Supplied material
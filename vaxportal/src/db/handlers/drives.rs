//! Database repository for vaccination drives.

use crate::{
    db::{
        errors::Result,
        handlers::repository::Repository,
        models::drives::{DriveCreateDBRequest, DriveDBResponse, DriveUpdateDBRequest, UpcomingDrive, VaccinationDrive},
    },
    types::DriveId,
};
use chrono::NaiveDate;
use sqlx::SqliteConnection;
use tracing::instrument;

pub struct Drives<'c> {
    db: &'c mut SqliteConnection,
}

impl<'c> Drives<'c> {
    /// Create a new Drives repository instance
    pub fn new(db: &'c mut SqliteConnection) -> Self {
        Self { db }
    }

    /// Drives scheduled within the closed date window, soonest first
    #[instrument(skip(self), err)]
    pub async fn upcoming_between(&mut self, start: NaiveDate, end: NaiveDate) -> Result<Vec<UpcomingDrive>> {
        let drives = sqlx::query_as::<_, UpcomingDrive>(
            r#"
            SELECT id, title, drive_date
            FROM vaccination_drives
            WHERE drive_date >= ? AND drive_date <= ?
            ORDER BY drive_date ASC
            "#,
        )
        .bind(start)
        .bind(end)
        .fetch_all(&mut *self.db)
        .await?;

        Ok(drives)
    }
}

#[async_trait::async_trait]
impl Repository for Drives<'_> {
    type CreateRequest = DriveCreateDBRequest;
    type UpdateRequest = DriveUpdateDBRequest;
    type Response = DriveDBResponse;
    type Id = DriveId;
    type Filter = ();

    /// Insert a new drive. The unique constraint on drive_date makes a
    /// concurrent duplicate surface as a UniqueViolation instead of relying
    /// on a racy existence pre-check.
    #[instrument(skip(self, request), fields(title = %request.title, drive_date = %request.drive_date), err)]
    async fn create(&mut self, request: &Self::CreateRequest) -> Result<Self::Response> {
        let drive = sqlx::query_as::<_, VaccinationDrive>(
            r#"
            INSERT INTO vaccination_drives (title, vaccine_name, drive_date, no_of_vaccine, classname)
            VALUES (?, ?, ?, ?, ?)
            RETURNING id, title, vaccine_name, drive_date, no_of_vaccine, classname
            "#,
        )
        .bind(&request.title)
        .bind(&request.vaccine_name)
        .bind(request.drive_date)
        .bind(request.no_of_vaccine)
        .bind(&request.classname)
        .fetch_one(&mut *self.db)
        .await?;

        Ok(drive)
    }

    #[instrument(skip(self), err)]
    async fn get_by_id(&mut self, id: Self::Id) -> Result<Option<Self::Response>> {
        let drive = sqlx::query_as::<_, VaccinationDrive>(
            "SELECT id, title, vaccine_name, drive_date, no_of_vaccine, classname FROM vaccination_drives WHERE id = ?",
        )
        .bind(id)
        .fetch_optional(&mut *self.db)
        .await?;

        Ok(drive)
    }

    #[instrument(skip_all, err)]
    async fn list(&mut self, _filter: &Self::Filter) -> Result<Vec<Self::Response>> {
        let drives = sqlx::query_as::<_, VaccinationDrive>(
            r#"
            SELECT id, title, vaccine_name, drive_date, no_of_vaccine, classname
            FROM vaccination_drives
            ORDER BY drive_date ASC
            "#,
        )
        .fetch_all(&mut *self.db)
        .await?;

        Ok(drives)
    }

    /// Replace every editable field of the drive. The date uniqueness
    /// constraint applies here as on create, so moving a drive onto an
    /// already-taken date is rejected.
    #[instrument(skip(self, request), fields(id = %id), err)]
    async fn update(&mut self, id: Self::Id, request: &Self::UpdateRequest) -> Result<Option<Self::Response>> {
        let drive = sqlx::query_as::<_, VaccinationDrive>(
            r#"
            UPDATE vaccination_drives
            SET title = ?, vaccine_name = ?, drive_date = ?, no_of_vaccine = ?, classname = ?
            WHERE id = ?
            RETURNING id, title, vaccine_name, drive_date, no_of_vaccine, classname
            "#,
        )
        .bind(&request.title)
        .bind(&request.vaccine_name)
        .bind(request.drive_date)
        .bind(request.no_of_vaccine)
        .bind(&request.classname)
        .bind(id)
        .fetch_optional(&mut *self.db)
        .await?;

        Ok(drive)
    }

    #[instrument(skip(self), err)]
    async fn delete(&mut self, id: Self::Id) -> Result<bool> {
        let result = sqlx::query("DELETE FROM vaccination_drives WHERE id = ?")
            .bind(id)
            .execute(&mut *self.db)
            .await?;

        Ok(result.rows_affected() > 0)
    }
}

#[cfg(test)]
mod tests {
    use super::*;
    use crate::db::errors::DbError;
    use sqlx::SqlitePool;

    fn sample(title: &str, date: &str) -> DriveCreateDBRequest {
        DriveCreateDBRequest {
            title: title.to_string(),
            vaccine_name: "Polio".to_string(),
            drive_date: date.parse().unwrap(),
            no_of_vaccine: 50,
            classname: "5A".to_string(),
        }
    }

    #[sqlx::test]
    async fn test_list_orders_by_date_ascending(pool: SqlitePool) {
        let mut conn = pool.acquire().await.unwrap();
        let mut repo = Drives::new(&mut conn);

        repo.create(&sample("Later", "2026-06-01")).await.unwrap();
        repo.create(&sample("Sooner", "2026-05-01")).await.unwrap();

        let drives = repo.list(&()).await.unwrap();
        assert_eq!(drives.len(), 2);
        assert_eq!(drives[0].title, "Sooner");
        assert_eq!(drives[1].title, "Later");
    }

    #[sqlx::test]
    async fn test_duplicate_date_is_unique_violation(pool: SqlitePool) {
        let mut conn = pool.acquire().await.unwrap();
        let mut repo = Drives::new(&mut conn);

        repo.create(&sample("First", "2026-05-01")).await.unwrap();
        let err = repo.create(&sample("Second", "2026-05-01")).await.unwrap_err();
        assert!(matches!(err, DbError::UniqueViolation { .. }));
    }

    #[sqlx::test]
    async fn test_update_enforces_date_uniqueness(pool: SqlitePool) {
        let mut conn = pool.acquire().await.unwrap();
        let mut repo = Drives::new(&mut conn);

        repo.create(&sample("First", "2026-05-01")).await.unwrap();
        let second = repo.create(&sample("Second", "2026-06-01")).await.unwrap();

        let onto_taken_date = sample("Second", "2026-05-01");
        let err = repo.update(second.id, &onto_taken_date).await.unwrap_err();
        assert!(matches!(err, DbError::UniqueViolation { .. }));
    }

    #[sqlx::test]
    async fn test_update_missing_drive_returns_none(pool: SqlitePool) {
        let mut conn = pool.acquire().await.unwrap();
        let mut repo = Drives::new(&mut conn);

        let result = repo.update(42, &sample("Ghost", "2026-05-01")).await.unwrap();
        assert!(result.is_none());
    }

    #[sqlx::test]
    async fn test_upcoming_between_is_a_closed_window(pool: SqlitePool) {
        let mut conn = pool.acquire().await.unwrap();
        let mut repo = Drives::new(&mut conn);

        repo.create(&sample("Before", "2026-04-30")).await.unwrap();
        repo.create(&sample("OnStart", "2026-05-01")).await.unwrap();
        repo.create(&sample("OnEnd", "2026-05-31")).await.unwrap();
        repo.create(&sample("After", "2026-06-01")).await.unwrap();

        let upcoming = repo
            .upcoming_between("2026-05-01".parse().unwrap(), "2026-05-31".parse().unwrap())
            .await
            .unwrap();

        let titles: Vec<_> = upcoming.iter().map(|d| d.title.as_str()).collect();
        assert_eq!(titles, vec!["OnStart", "OnEnd"]);
    }
}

Work order
Each line holding the word "crate" must be copied from the data.

Solution to this task
use crate::{
    use crate::db::errors::DbError;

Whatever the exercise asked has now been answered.